- _ABOUT THIS EXERCISE_
Of the entries below, restate word for word only the section that runs from the line with "of protected views" to the line with "any authenticated role.", counting both ends.

Dataset entries:
*-*-*

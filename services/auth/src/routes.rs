//! Authentication service routes

use academics::Session;
use axum::{
    Extension, Json, Router,
    extract::State,
    http::StatusCode,
    middleware::from_fn_with_state,
    response::{IntoResponse, Response},
    routing::{get, post},
};
use axum_extra::{
    TypedHeader,
    headers::{Authorization, authorization::Bearer},
};
use tracing::{error, info, warn};

use crate::{
    AppState,
    middleware::require_session,
    models::{AuthResponse, LoginRequest, SignupRequest},
    repositories::{CreateUserError, user::verify_password},
    validation::{validate_login, validate_signup},
};

/// Create the router for the authentication service
pub fn create_router(state: AppState) -> Router {
    let protected = Router::new()
        .route("/auth/session", get(current_session))
        .route_layer(from_fn_with_state(state.clone(), require_session));

    Router::new()
        .route("/health", get(health_check))
        .route("/auth/signup", post(signup))
        .route("/auth/login", post(login))
        .route("/auth/logout", post(logout))
        .merge(protected)
        .with_state(state)
}

/// Health check endpoint
pub async fn health_check(State(state): State<AppState>) -> impl IntoResponse {
    let database = common::database::health_check(&state.db_pool)
        .await
        .unwrap_or(false);
    let session_store = state.sessions.store_healthy().await;

    Json(serde_json::json!({
        "status": if database && session_store { "ok" } else { "degraded" },
        "service": "auth-service",
        "database": database,
        "sessionStore": session_store
    }))
}

/// Register a user together with its student or teacher profile
pub async fn signup(
    State(state): State<AppState>,
    Json(payload): Json<SignupRequest>,
) -> Result<impl IntoResponse, AuthError> {
    info!("Signup attempt for {} user: {}", payload.role, payload.username);

    validate_signup(&payload).map_err(AuthError::BadRequest)?;
    let new_user = payload.into_new_user().map_err(AuthError::BadRequest)?;

    let user = state
        .user_repository
        .create(&new_user)
        .await
        .map_err(|e| match e {
            CreateUserError::Duplicate(constraint) => {
                warn!("Signup rejected, duplicate on {}", constraint);
                AuthError::Conflict
            }
            other => {
                error!("Failed to create user: {}", other);
                AuthError::InternalServerError
            }
        })?;

    let session = state.sessions.establish(&user).await.map_err(|e| {
        error!("Failed to establish session: {}", e);
        AuthError::InternalServerError
    })?;

    Ok((StatusCode::CREATED, Json(AuthResponse::new(session))))
}

/// User login endpoint
pub async fn login(
    State(state): State<AppState>,
    Json(payload): Json<LoginRequest>,
) -> Result<impl IntoResponse, AuthError> {
    info!("Login attempt for user: {}", payload.email);

    validate_login(&payload).map_err(AuthError::BadRequest)?;

    let user = state
        .user_repository
        .find_by_email(&payload.email)
        .await
        .map_err(|e| {
            error!("Failed to look up user: {}", e);
            AuthError::InternalServerError
        })?
        .ok_or(AuthError::Unauthorized)?;

    let password_ok = verify_password(&user.password_hash, &payload.password).map_err(|e| {
        error!("Stored password hash for {} is unusable: {}", user.id, e);
        AuthError::InternalServerError
    })?;

    if !password_ok {
        return Err(AuthError::Unauthorized);
    }

    if let Some(expected) = payload.expected_role {
        if expected != user.role {
            warn!(
                "User {} with role {} tried the {} login",
                user.id, user.role, expected
            );
            return Err(AuthError::Forbidden(format!(
                "This account is not registered as {}",
                expected
            )));
        }
    }

    let session = state.sessions.establish(&user).await.map_err(|e| {
        error!("Failed to establish session: {}", e);
        AuthError::InternalServerError
    })?;

    Ok((StatusCode::OK, Json(AuthResponse::new(session))))
}

/// Logout endpoint; succeeds whether or not a live session was ended
pub async fn logout(
    State(state): State<AppState>,
    bearer: Option<TypedHeader<Authorization<Bearer>>>,
) -> Result<impl IntoResponse, AuthError> {
    info!("Logout request");

    if let Some(TypedHeader(Authorization(bearer))) = bearer {
        state.sessions.end(bearer.token()).await.map_err(|e| {
            error!("Failed to end session: {}", e);
            AuthError::InternalServerError
        })?;
    }

    Ok((
        StatusCode::OK,
        Json(serde_json::json!({"message": "Logged out successfully"})),
    ))
}

/// Session belonging to the bearer token
pub async fn current_session(Extension(session): Extension<Session>) -> Json<Session> {
    Json(session)
}

/// Custom error type for authentication errors
#[derive(Debug)]
pub enum AuthError {
    BadRequest(String),
    Unauthorized,
    Forbidden(String),
    Conflict,
    InternalServerError,
}

impl IntoResponse for AuthError {
    fn into_response(self) -> Response {
        let (status, error_message) = match self {
            AuthError::BadRequest(message) => (StatusCode::BAD_REQUEST, message),
            AuthError::Unauthorized => (
                StatusCode::UNAUTHORIZED,
                "Invalid email or password".to_string(),
            ),
            AuthError::Forbidden(message) => (StatusCode::FORBIDDEN, message),
            AuthError::Conflict => (
                StatusCode::CONFLICT,
                "An account with these details already exists".to_string(),
            ),
            AuthError::InternalServerError => (
                StatusCode::INTERNAL_SERVER_ERROR,
                "Internal server error".to_string(),
            ),
        };

        let body = Json(serde_json::json!({
            "error": error_message,
        }));

        (status, body).into_response()
    }
}
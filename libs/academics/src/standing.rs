//! Performance band shown next to a CGPA

use serde::Serialize;
use std::fmt;

/// Band a CGPA falls into
#[derive(Debug, Clone, Copy, PartialEq, Eq, Serialize)]
#[serde(rename_all = "SCREAMING_SNAKE_CASE")]
pub enum Standing {
    Excellent,
    VeryGood,
    Good,
    Satisfactory,
    NeedsImprovement,
    NoData,
}

impl Standing {
    pub fn from_cgpa(cgpa: f64) -> Self {
        if !cgpa.is_finite() {
            return Standing::NoData;
        }

        if cgpa >= 9.0 {
            Standing::Excellent
        } else if cgpa >= 8.0 {
            Standing::VeryGood
        } else if cgpa >= 7.0 {
            Standing::Good
        } else if cgpa >= 6.0 {
            Standing::Satisfactory
        } else if cgpa > 0.0 {
            Standing::NeedsImprovement
        } else {
            Standing::NoData
        }
    }

    pub fn label(self) -> &'static str {
        match self {
            Standing::Excellent => "Excellent",
            Standing::VeryGood => "Very Good",
            Standing::Good => "Good",
            Standing::Satisfactory => "Satisfactory",
            Standing::NeedsImprovement => "Needs Improvement",
            Standing::NoData => "No Data",
        }
    }
}

impl fmt::Display for Standing {
    fn fmt(&self, f: &mut fmt::Formatter<'_>) -> fmt::Result {
        f.write_str(self.label())
    }
}
//! Integration tests for the infrastructure components
//!
//! These need a running PostgreSQL and Redis (see `DATABASE_URL` and
//! `REDIS_URL`) and are ignored by default. Run them with
//! `cargo test -p common -- --ignored`.

use std::sync::Arc;

use academics::{Principal, Session, SessionProvider, SessionState, SessionStore};
use common::{
    cache::{RedisConfig, RedisPool},
    database::{DatabaseConfig, health_check, init_pool},
    session_store::RedisSessionStore,
};
use sqlx::Row;
use uuid::Uuid;

#[tokio::test]
#[ignore = "requires PostgreSQL"]
async fn test_database_reachable() -> Result<(), Box<dyn std::error::Error>> {
    let db_config = DatabaseConfig::from_env()?;
    let pool = init_pool(&db_config).await?;

    assert!(health_check(&pool).await?, "Database health check failed");

    let row = sqlx::query("SELECT 1 as result").fetch_one(&pool).await?;
    let result: i32 = row.get("result");
    assert_eq!(result, 1, "PostgreSQL simple query test failed");

    Ok(())
}

#[tokio::test]
#[ignore = "requires Redis"]
async fn test_session_slot_round_trip() -> Result<(), Box<dyn std::error::Error>> {
    let redis_pool = RedisPool::new(&RedisConfig::from_env())?;
    assert!(redis_pool.health_check().await?, "Redis health check failed");

    let store = Arc::new(RedisSessionStore::new(redis_pool, 30));
    assert!(store.health_check().await?, "Session store health check failed");
    let slot = format!("integration-{}", Uuid::new_v4());
    let session = Session::new(
        Uuid::new_v4(),
        Principal::Teacher { teacher_id: 11 },
        "integration-token",
        "Integration Teacher",
        "teacher@college.edu",
    );

    let provider = SessionProvider::new(store.clone(), slot.clone());
    assert_eq!(provider.init().await?, SessionState::Resolved(None));
    provider.set_session(session.clone()).await?;

    // A fresh provider on the same slot sees the persisted session.
    let reader = SessionProvider::new(store.clone(), slot.clone());
    assert_eq!(reader.init().await?.session(), Some(&session));

    provider.clear_session().await?;
    assert_eq!(store.load(&slot).await?, None);

    Ok(())
}
//! Input validation utilities

use regex::Regex;
use std::sync::OnceLock;

use crate::models::{LoginRequest, SignupRequest};

/// Validate username
pub fn validate_username(username: &str) -> Result<(), String> {
    let username = username.trim();

    if username.is_empty() {
        return Err("Username is required".to_string());
    }

    if username.len() < 3 {
        return Err("Username must be at least 3 characters long".to_string());
    }

    if username.len() > 32 {
        return Err("Username must be at most 32 characters long".to_string());
    }

    static USERNAME_REGEX: OnceLock<Regex> = OnceLock::new();
    let regex = USERNAME_REGEX.get_or_init(|| {
        Regex::new(r"^[a-zA-Z0-9_.]+$").expect("Failed to compile username regex")
    });

    if !regex.is_match(username) {
        return Err(
            "Username can only contain letters, numbers, dots, and underscores".to_string(),
        );
    }

    Ok(())
}

/// Validate email
pub fn validate_email(email: &str) -> Result<(), String> {
    let email = email.trim();

    if email.is_empty() {
        return Err("Email is required".to_string());
    }

    if email.len() > 254 {
        return Err("Email must be at most 254 characters long".to_string());
    }

    static EMAIL_REGEX: OnceLock<Regex> = OnceLock::new();
    let regex = EMAIL_REGEX.get_or_init(|| {
        Regex::new(r"^[^\s@]+@[^\s@]+\.[^\s@]+$").expect("Failed to compile email regex")
    });

    if !regex.is_match(email) {
        return Err("Invalid email format".to_string());
    }

    Ok(())
}

/// Validate password
pub fn validate_password(password: &str) -> Result<(), String> {
    if password.is_empty() {
        return Err("Password is required".to_string());
    }

    if password.len() < 8 {
        return Err("Password must be at least 8 characters long".to_string());
    }

    if password.len() > 128 {
        return Err("Password must be at most 128 characters long".to_string());
    }

    let has_letter = password.chars().any(|c| c.is_alphabetic());
    let has_digit = password.chars().any(|c| c.is_ascii_digit());

    if !has_letter {
        return Err("Password must contain at least one letter".to_string());
    }

    if !has_digit {
        return Err("Password must contain at least one digit".to_string());
    }

    Ok(())
}

/// Validate the common part of a signup; role-specific fields are checked
/// when the request is turned into a new user
pub fn validate_signup(request: &SignupRequest) -> Result<(), String> {
    validate_username(&request.username)?;
    validate_email(&request.email)?;
    validate_password(&request.password)?;

    if request.display_name().is_none() {
        return Err("Full name is required".to_string());
    }

    Ok(())
}

pub fn validate_login(request: &LoginRequest) -> Result<(), String> {
    validate_email(&request.email)?;

    if request.password.is_empty() {
        return Err("Password is required".to_string());
    }

    Ok(())
}
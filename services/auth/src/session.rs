//! Session management on top of the shared session slots

use academics::{Session, SessionStore};
use anyhow::Result;
use common::token::TokenService;
use std::sync::Arc;
use tracing::{error, info};

use crate::models::User;

/// Session manager for issuing, resolving and ending user sessions
#[derive(Clone)]
pub struct SessionManager {
    store: Arc<dyn SessionStore>,
    tokens: TokenService,
}

impl SessionManager {
    /// Create a new session manager
    pub fn new(store: Arc<dyn SessionStore>, tokens: TokenService) -> Self {
        Self { store, tokens }
    }

    /// Issue a token for `user` and make it the user's current session.
    ///
    /// Any session the user held before is replaced, so its token stops
    /// resolving.
    pub async fn establish(&self, user: &User) -> Result<Session> {
        info!("Creating session for user: {}", user.id);

        let principal = user.principal()?;
        let token = self.tokens.issue(user.id, principal.role())?;
        let session = Session::new(
            user.id,
            principal,
            token,
            user.full_name.clone(),
            user.email.clone(),
        );

        let provider = common::provider_for_user(self.store.clone(), user.id);
        provider.init().await?;
        provider.set_session(session.clone()).await?;

        Ok(session)
    }

    /// Session the bearer token currently stands for
    pub async fn resolve(&self, token: &str) -> Result<Option<Session>> {
        Ok(common::resolve_session(&self.tokens, self.store.clone(), token).await?)
    }

    /// Whether the session store answers
    pub async fn store_healthy(&self) -> bool {
        self.store.health_check().await.unwrap_or_else(|e| {
            error!("Session store health check failed: {}", e);
            false
        })
    }

    /// End the session held by `token`. Ending an unknown or stale token is a
    /// no-op, so a newer login elsewhere is not cut short.
    pub async fn end(&self, token: &str) -> Result<bool> {
        let Some(session) = self.resolve(token).await? else {
            return Ok(false);
        };

        info!("Deleting session for user: {}", session.user_id);
        let provider = common::provider_for_user(self.store.clone(), session.user_id);
        provider.init().await?;
        provider.clear_session().await?;

        Ok(true)
    }
}
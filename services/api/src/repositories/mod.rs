//! Repositories for database operations

use academics::ResultRecord;
use anyhow::Result;
use async_trait::async_trait;

pub mod results;

pub use results::ResultRepository;

/// Portal-wide counts shown on staff dashboards
#[derive(Debug, Clone, Copy, PartialEq, Eq, Default)]
pub struct ResultStats {
    pub total_students: i64,
    /// Students with at least one published result
    pub students_with_results: i64,
    pub results_published: i64,
}

/// Where published results come from
#[async_trait]
pub trait ResultSource: Send + Sync {
    /// Whether a student profile with this id exists
    async fn student_exists(&self, student_id: i64) -> Result<bool>;

    /// Every published result of a student, oldest semester first
    async fn results_for_student(&self, student_id: i64) -> Result<Vec<ResultRecord>>;

    async fn stats(&self) -> Result<ResultStats>;
}
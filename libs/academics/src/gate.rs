//! Role-based gating of protected views
//!
//! [`decide`] is the whole decision table. [`SessionGate`] wraps it with the
//! one piece of state the table needs in practice: the last decision it
//! acted on, so that re-evaluating unchanged inputs never navigates twice.

use serde::Serialize;
use tracing::{debug, warn};

use crate::provider::SessionState;
use crate::role::Role;

/// Where a rejected visitor is sent
#[derive(Debug, Clone, Copy, PartialEq, Eq, Serialize)]
pub enum RedirectTarget {
    Login,
    Home,
}

impl RedirectTarget {
    pub fn path(self) -> &'static str {
        match self {
            RedirectTarget::Login => "/auth/login",
            RedirectTarget::Home => "/",
        }
    }
}

/// Outcome of gating a protected view
#[derive(Debug, Clone, Copy, PartialEq, Eq, Serialize)]
#[serde(rename_all = "SCREAMING_SNAKE_CASE")]
pub enum GateDecision {
    /// The session is still being resolved; show a neutral placeholder
    Pending,
    RedirectLogin,
    RedirectHome,
    Render,
}

impl GateDecision {
    pub fn redirect_target(self) -> Option<RedirectTarget> {
        match self {
            GateDecision::RedirectLogin => Some(RedirectTarget::Login),
            GateDecision::RedirectHome => Some(RedirectTarget::Home),
            GateDecision::Pending | GateDecision::Render => None,
        }
    }
}

/// Receives the navigation side effect of a gate
pub trait Navigator {
    fn navigate(&mut self, target: RedirectTarget);
}

impl Navigator for Vec<RedirectTarget> {
    fn navigate(&mut self, target: RedirectTarget) {
        self.push(target);
    }
}

/// Decide what a protected view does for the given session state.
///
/// An empty `allowed_roles` admits any authenticated role.
pub fn decide(state: &SessionState, allowed_roles: &[Role]) -> GateDecision {
    match state {
        SessionState::Resolving => GateDecision::Pending,
        SessionState::Resolved(None) => GateDecision::RedirectLogin,
        SessionState::Resolved(Some(session)) => {
            if allowed_roles.is_empty() || allowed_roles.contains(&session.role()) {
                GateDecision::Render
            } else {
                GateDecision::RedirectHome
            }
        }
    }
}

/// Gate for one protected view
#[derive(Debug, Clone)]
pub struct SessionGate {
    allowed_roles: Vec<Role>,
    last_decision: Option<GateDecision>,
}

impl SessionGate {
    pub fn new(allowed_roles: impl IntoIterator<Item = Role>) -> Self {
        Self {
            allowed_roles: allowed_roles.into_iter().collect(),
            last_decision: None,
        }
    }

    /// Gate that admits any authenticated role
    pub fn any_role() -> Self {
        Self {
            allowed_roles: Vec::new(),
            last_decision: None,
        }
    }

    pub fn allowed_roles(&self) -> &[Role] {
        &self.allowed_roles
    }

    /// Evaluate the gate and perform the redirect, if any.
    ///
    /// Navigation happens only when the decision differs from the previous
    /// evaluation, and never towards the path the visitor is already on.
    pub fn evaluate<N: Navigator + ?Sized>(
        &mut self,
        state: &SessionState,
        current_path: &str,
        navigator: &mut N,
    ) -> GateDecision {
        let decision = decide(state, &self.allowed_roles);

        if self.last_decision == Some(decision) {
            return decision;
        }
        self.last_decision = Some(decision);

        if decision == GateDecision::RedirectHome {
            if let SessionState::Resolved(Some(session)) = state {
                warn!(
                    "Access denied for role {} on {}",
                    session.role(),
                    current_path
                );
            }
        }

        if let Some(target) = decision.redirect_target() {
            if target.path() == current_path {
                debug!("Already on {}, skipping redirect", current_path);
            } else {
                navigator.navigate(target);
            }
        }

        decision
    }

    /// Forget the last decision, as when the protected view is mounted again
    pub fn reset(&mut self) {
        self.last_decision = None;
    }
}
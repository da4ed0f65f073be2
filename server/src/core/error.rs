//! # covers-chat Error Types
//!
//! File: server/src/core/error.rs
//!
//! ## Overview
//!
//! This module defines the error types used throughout the chat backend.
//!
//! ## Architecture
//!
//! The error system consists of three components:
//! - `CoversChatError`: the crate-wide error enum, derived with `thiserror`
//! - `InputError`: the two ways a chat message can be rejected before resolution
//! - `Result<T>`: a type alias for `anyhow::Result<T>` for flexible propagation
//!
//! Only `InputError` ever reaches an HTTP client. Provider errors are
//! downgraded to "no answer" inside `chat::provider` and only show up in logs.
//!
//! ## Examples
//!
//! ```rust
//! // Reject a request body without a usable message
//! let message = payload.get("message").and_then(Value::as_str).ok_or(InputError::Missing)?;
//!
//! // Add context to plumbing errors using anyhow
//! let content = fs::read_to_string(&path)
//!     .with_context(|| format!("Failed to read config file: {}", path.display()))?;
//! ```
//!
use thiserror::Error;

/// Fixed reply sent when the request carries no string `message`.
pub const INVALID_MESSAGE_REPLY: &str = "أرسل رسالة صحيحة!";

/// Fixed reply sent when the `message` is blank after trimming.
pub const EMPTY_MESSAGE_REPLY: &str = "الرسالة فارغة!";

/// Validation failures for an incoming chat message.
#[derive(Error, Debug, Clone, Copy, PartialEq, Eq)]
pub enum InputError {
    #[error("Message is missing or is not a string")]
    Missing,

    #[error("Message is empty")]
    Empty,
}

impl InputError {
    /// The user-facing text returned in the `reply` field of a 400 response.
    pub fn reply(&self) -> &'static str {
        match self {
            InputError::Missing => INVALID_MESSAGE_REPLY,
            InputError::Empty => EMPTY_MESSAGE_REPLY,
        }
    }
}

/// Custom error type for the covers-chat application.
#[derive(Error, Debug)]
pub enum CoversChatError {
    #[error("Configuration error: {0}")]
    Config(String),

    #[error("Answer provider error: {0}")]
    Provider(String),

    #[error("Answer provider returned HTTP {status}: {detail}")]
    ProviderStatus { status: u16, detail: String },

    #[error("Answer provider returned no text")]
    ProviderEmptyReply,

    #[error("HTTP client error: {source}")]
    Http {
        #[from]
        source: reqwest::Error,
    },

    #[error("Invalid chat input: {0}")]
    Input(#[from] InputError),
}

/// Type alias for Result using anyhow::Error for broad compatibility.
pub type Result<T> = anyhow::Result<T>;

*-*-*

- _WRITTEN REPLY_
//! Role-based gating of protected views
//!
//! [`decide`] is the whole decision table. [`SessionGate`] wraps it with the
//! one piece of state the table needs in practice: the last decision it
//! acted on, so that re-evaluating unchanged inputs never navigates twice.

use serde::Serialize;
use tracing::{debug, warn};

use crate::provider::SessionState;
use crate::role::Role;

/// Where a rejected visitor is sent
#[derive(Debug, Clone, Copy, PartialEq, Eq, Serialize)]
pub enum RedirectTarget {
    Login,
    Home,
}

impl RedirectTarget {
    pub fn path(self) -> &'static str {
        match self {
            RedirectTarget::Login => "/auth/login",
            RedirectTarget::Home => "/",
        }
    }
}

/// Outcome of gating a protected view
#[derive(Debug, Clone, Copy, PartialEq, Eq, Serialize)]
#[serde(rename_all = "SCREAMING_SNAKE_CASE")]
pub enum GateDecision {
    /// The session is still being resolved; show a neutral placeholder
    Pending,
    RedirectLogin,
    RedirectHome,
    Render,
}

impl GateDecision {
    pub fn redirect_target(self) -> Option<RedirectTarget> {
        match self {
            GateDecision::RedirectLogin => Some(RedirectTarget::Login),
            GateDecision::RedirectHome => Some(RedirectTarget::Home),
            GateDecision::Pending | GateDecision::Render => None,
        }
    }
}

/// Receives the navigation side effect of a gate
pub trait Navigator {
    fn navigate(&mut self, target: RedirectTarget);
}

impl Navigator for Vec<RedirectTarget> {
    fn navigate(&mut self, target: RedirectTarget) {
        self.push(target);
    }
}

/// Decide what a protected view does for the given session state.
///
/// An empty `allowed_roles` admits any authenticated role.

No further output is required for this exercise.